◆ **What you need to do**:
Your response should consist of the entries below, written out exactly.

==== Source material ====

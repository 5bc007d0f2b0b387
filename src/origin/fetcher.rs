//! Outbound origin fetch.
//!
//! # Responsibilities
//! - Issue exactly one GET per inbound request (no retries)
//! - Relay User-Agent, If-Modified-Since, X-Forwarded-For
//! - Enforce connect/total timeouts and the source size cap
//! - Hand back the body with its declared Content-Type and Last-Modified

use std::time::Duration;

use reqwest::header::{HeaderMap, HeaderName, CONTENT_TYPE, IF_MODIFIED_SINCE, LAST_MODIFIED};
use reqwest::StatusCode;

use crate::config::FetchConfig;
use crate::error::{ProxyError, ProxyResult};
use crate::origin::target::{ForwardedHeaders, OriginTarget};

/// A successfully downloaded source image.
#[derive(Debug, Clone)]
pub struct FetchedImage {
    /// Declared `Content-Type` (empty when the origin sent none).
    pub content_type: String,
    /// Origin `Last-Modified`, verbatim.
    pub last_modified: Option<String>,
    pub bytes: Vec<u8>,
}

/// What the origin answered.
#[derive(Debug, Clone)]
pub enum FetchOutcome {
    Fetched(FetchedImage),
    /// Origin answered `304` to a forwarded `If-Modified-Since`.
    NotModified { last_modified: Option<String> },
}

/// HTTP client for origin requests. Cheap to clone; clones share one connection pool.
#[derive(Debug, Clone)]
pub struct Fetcher {
    client: reqwest::Client,
    max_image_bytes: usize,
}

impl Fetcher {
    /// Build the shared client from configuration.
    pub fn new(config: &FetchConfig) -> Result<Self, reqwest::Error> {
        let mut builder = reqwest::Client::builder()
            .user_agent(config.user_agent.clone())
            .connect_timeout(Duration::from_secs(config.connect_timeout_secs))
            .timeout(Duration::from_secs(config.timeout_secs));
        if !config.system_proxy {
            builder = builder.no_proxy();
        }
        let client = builder.build()?;

        Ok(Self {
            client,
            max_image_bytes: config.max_image_bytes,
        })
    }

    /// Download the image behind `target`.
    pub async fn fetch(
        &self,
        target: &OriginTarget,
        forwarded: &ForwardedHeaders,
    ) -> ProxyResult<FetchOutcome> {
        let mut request = self.client.get(target.url().clone());
        if let Some(value) = &forwarded.if_modified_since {
            request = request.header(IF_MODIFIED_SINCE, value);
        }
        if let Some(value) = &forwarded.x_forwarded_for {
            request = request.header("x-forwarded-for", value);
        }

        let mut response = request.send().await?;
        let status = response.status();
        let last_modified = header_string(response.headers(), LAST_MODIFIED);

        tracing::debug!(
            url = %target.url(),
            status = %status,
            content_length = ?response.content_length(),
            "Origin responded"
        );

        if status == StatusCode::NOT_MODIFIED {
            return Ok(FetchOutcome::NotModified { last_modified });
        }
        if !status.is_success() {
            return Err(ProxyError::Download(format!(
                "origin responded with {}",
                status
            )));
        }

        let content_type = header_string(response.headers(), CONTENT_TYPE).unwrap_or_default();

        if let Some(length) = response.content_length() {
            if length > self.max_image_bytes as u64 {
                return Err(self.too_large());
            }
        }

        let mut bytes = Vec::new();
        while let Some(chunk) = response.chunk().await? {
            if bytes.len() + chunk.len() > self.max_image_bytes {
                return Err(self.too_large());
            }
            bytes.extend_from_slice(&chunk);
        }

        Ok(FetchOutcome::Fetched(FetchedImage {
            content_type,
            last_modified,
            bytes,
        }))
    }

    fn too_large(&self) -> ProxyError {
        ProxyError::Download(format!(
            "image exceeds {} bytes",
            self.max_image_bytes
        ))
    }
}

fn header_string(headers: &HeaderMap, name: HeaderName) -> Option<String> {
    headers
        .get(name)
        .and_then(|v| v.to_str().ok())
        .filter(|v| !v.is_empty())
        .map(str::to_string)
}
//! OS signal handling.
//!
//! SIGINT (Ctrl+C) and, on unix, SIGTERM both trigger graceful shutdown.

use crate::lifecycle::shutdown::Shutdown;

/// Wait for the first termination signal, then trigger `shutdown`.
pub async fn wait_for_signal(shutdown: Shutdown) {
    let ctrl_c = async {
        if let Err(e) = tokio::signal::ctrl_c().await {
            tracing::error!(error = %e, "Failed to install Ctrl+C handler");
            std::future::pending::<()>().await;
        }
    };

    #[cfg(unix)]
    let terminate = async {
        match tokio::signal::unix::signal(tokio::signal::unix::SignalKind::terminate()) {
            Ok(mut signal) => {
                signal.recv().await;
            }
            Err(e) => {
                tracing::error!(error = %e, "Failed to install SIGTERM handler");
                std::future::pending::<()>().await;
            }
        }
    };

    #[cfg(not(unix))]
    let terminate = std::future::pending::<()>();

    tokio::select! {
        _ = ctrl_c => {},
        _ = terminate => {},
    }

    tracing::info!("Shutdown signal received");
    shutdown.trigger();
}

====

◆ **Finished exercise**:
repository 5bc007d0f2b0b387
filename src/origin/fetcher.rs
//! Outbound origin fetch.
//!
//! # Responsibilities
//! - Issue exactly one GET per inbound request (no retries)
//! - Relay User-Agent, If-Modified-Since, X-Forwarded-For
//! - Enforce connect/total timeouts and the source size cap
//! - Hand back the body with its declared Content-Type and Last-Modified

use std::time::Duration;

use reqwest::header::{HeaderMap, HeaderName, CONTENT_TYPE, IF_MODIFIED_SINCE, LAST_MODIFIED};
use reqwest::StatusCode;

use crate::config::FetchConfig;
use crate::error::{ProxyError, ProxyResult};
use crate::origin::target::{ForwardedHeaders, OriginTarget};

/// A successfully downloaded source image.
#[derive(Debug, Clone)]
pub struct FetchedImage {
    /// Declared `Content-Type` (empty when the origin sent none).
    pub content_type: String,
    /// Origin `Last-Modified`, verbatim.
    pub last_modified: Option<String>,
    pub bytes: Vec<u8>,
}

/// What the origin answered.
#[derive(Debug, Clone)]
pub enum FetchOutcome {
    Fetched(FetchedImage),
    /// Origin answered `304` to a forwarded `If-Modified-Since`.
    NotModified { last_modified: Option<String> },
}

/// HTTP client for origin requests. Cheap to clone; clones share one connection pool.
#[derive(Debug, Clone)]
pub struct Fetcher {
    client: reqwest::Client,
    max_image_bytes: usize,
}

impl Fetcher {
    /// Build the shared client from configuration.
    pub fn new(config: &FetchConfig) -> Result<Self, reqwest::Error> {
        let mut builder = reqwest::Client::builder()
            .user_agent(config.user_agent.clone())
            .connect_timeout(Duration::from_secs(config.connect_timeout_secs))
            .timeout(Duration::from_secs(config.timeout_secs));
        if !config.system_proxy {
            builder = builder.no_proxy();
        }
        let client = builder.build()?;

        Ok(Self {
            client,
            max_image_bytes: config.max_image_bytes,
        })
    }

    /// Download the image behind `target`.
    pub async fn fetch(
        &self,
        target: &OriginTarget,
        forwarded: &ForwardedHeaders,
    ) -> ProxyResult<FetchOutcome> {
        let mut request = self.client.get(target.url().clone());
        if let Some(value) = &forwarded.if_modified_since {
            request = request.header(IF_MODIFIED_SINCE, value);
        }
        if let Some(value) = &forwarded.x_forwarded_for {
            request = request.header("x-forwarded-for", value);
        }

        let mut response = request.send().await?;
        let status = response.status();
        let last_modified = header_string(response.headers(), LAST_MODIFIED);

        tracing::debug!(
            url = %target.url(),
            status = %status,
            content_length = ?response.content_length(),
            "Origin responded"
        );

        if status == StatusCode::NOT_MODIFIED {
            return Ok(FetchOutcome::NotModified { last_modified });
        }
        if !status.is_success() {
            return Err(ProxyError::Download(format!(
                "origin responded with {}",
                status
            )));
        }

        let content_type = header_string(response.headers(), CONTENT_TYPE).unwrap_or_default();

        if let Some(length) = response.content_length() {
            if length > self.max_image_bytes as u64 {
                return Err(self.too_large());
            }
        }

        let mut bytes = Vec::new();
        while let Some(chunk) = response.chunk().await? {
            if bytes.len() + chunk.len() > self.max_image_bytes {
                return Err(self.too_large());
            }
            bytes.extend_from_slice(&chunk);
        }

        Ok(FetchOutcome::Fetched(FetchedImage {
            content_type,
            last_modified,
            bytes,
        }))
    }

    fn too_large(&self) -> ProxyError {
        ProxyError::Download(format!(
            "image exceeds {} bytes",
            self.max_image_bytes
        ))
    }
}

fn header_string(headers: &HeaderMap, name: HeaderName) -> Option<String> {
    headers
        .get(name)
        .and_then(|v| v.to_str().ok())
        .filter(|v| !v.is_empty())
        .map(str::to_string)
}
//! OS signal handling.
//!
//! SIGINT (Ctrl+C) and, on unix, SIGTERM both trigger graceful shutdown.

use crate::lifecycle::shutdown::Shutdown;

/// Wait for the first termination signal, then trigger `shutdown`.
pub async fn wait_for_signal(shutdown: Shutdown) {
    let ctrl_c = async {
        if let Err(e) = tokio::signal::ctrl_c().await {
            tracing::error!(error = %e, "Failed to install Ctrl+C handler");
            std::future::pending::<()>().await;
        }
    };

    #[cfg(unix)]
    let terminate = async {
        match tokio::signal::unix::signal(tokio::signal::unix::SignalKind::terminate()) {
            Ok(mut signal) => {
                signal.recv().await;
            }
            Err(e) => {
                tracing::error!(error = %e, "Failed to install SIGTERM handler");
                std::future::pending::<()>().await;
            }
        }
    };

    #[cfg(not(unix))]
    let terminate = std::future::pending::<()>();

    tokio::select! {
        _ = ctrl_c => {},
        _ = terminate => {},
    }

    tracing::info!("Shutdown signal received");
    shutdown.trigger();
}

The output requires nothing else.